[Information provided]
// SPDX-License-Identifier: MIT

//! MongoDB client wrapper with typed operations.
//!
//! Provides high-level operations for:
//! - Users (accounts)
//! - Plans (itineraries with embedded stops/cities)
//! - Places and Cities (enrichment caches keyed by external place id)
//! - Bookmarks (user/plan join collection)
//! - Raw provider payloads (schema-versioned cache)

use crate::db::collections;
use crate::error::{AppError, Result};
use crate::geo::BoundingBox;
use crate::models::{
    Bookmark, CachedPlacePayload, Category, City, Place, Plan, PlanCity, PlanSummary, User,
};
use bson::{doc, oid::ObjectId, Document};
use chrono::Utc;
use futures_util::TryStreamExt;
use mongodb::options::{IndexOptions, ReturnDocument, UpdateOneModel, WriteModel};
use mongodb::{Collection, IndexModel, Namespace};
use std::collections::{HashMap, HashSet};
use std::sync::{Arc, Mutex, MutexGuard};

/// MongoDB database client.
#[derive(Clone)]
pub struct Db {
    backend: Backend,
}

#[derive(Clone)]
enum Backend {
    Mongo(DbInner),
    /// Offline: every operation errors.
    Offline,
    /// Hash-map-backed enrichment cache collections; everything else
    /// behaves like `Offline`.
    Memory(Arc<Mutex<MemoryStore>>),
}

#[derive(Clone)]
struct DbInner {
    client: mongodb::Client,
    db: mongodb::Database,
}

#[derive(Default)]
struct MemoryStore {
    places: HashMap<String, Place>,
    cities: HashMap<String, City>,
    payloads: HashMap<String, (i32, String)>,
}

fn lock(store: &Arc<Mutex<MemoryStore>>) -> Result<MutexGuard<'_, MemoryStore>> {
    store
        .lock()
        .map_err(|_| AppError::Database("Memory store lock poisoned".to_string()))
}

/// Parse a path parameter into an object id.
///
/// A malformed id can never match a stored document, so it maps to 404
/// rather than 400.
pub fn parse_object_id(raw: &str) -> Result<ObjectId> {
    ObjectId::parse_str(raw)
        .map_err(|_| AppError::NotFound(format!("Item not found with the id: {}", raw)))
}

[Exercise goal] Sift through the entries and copy every line with "HashMap".

[Task result]
use std::collections::{HashMap, HashSet};
    places: HashMap<String, Place>,
    cities: HashMap<String, City>,
    payloads: HashMap<String, (i32, String)>,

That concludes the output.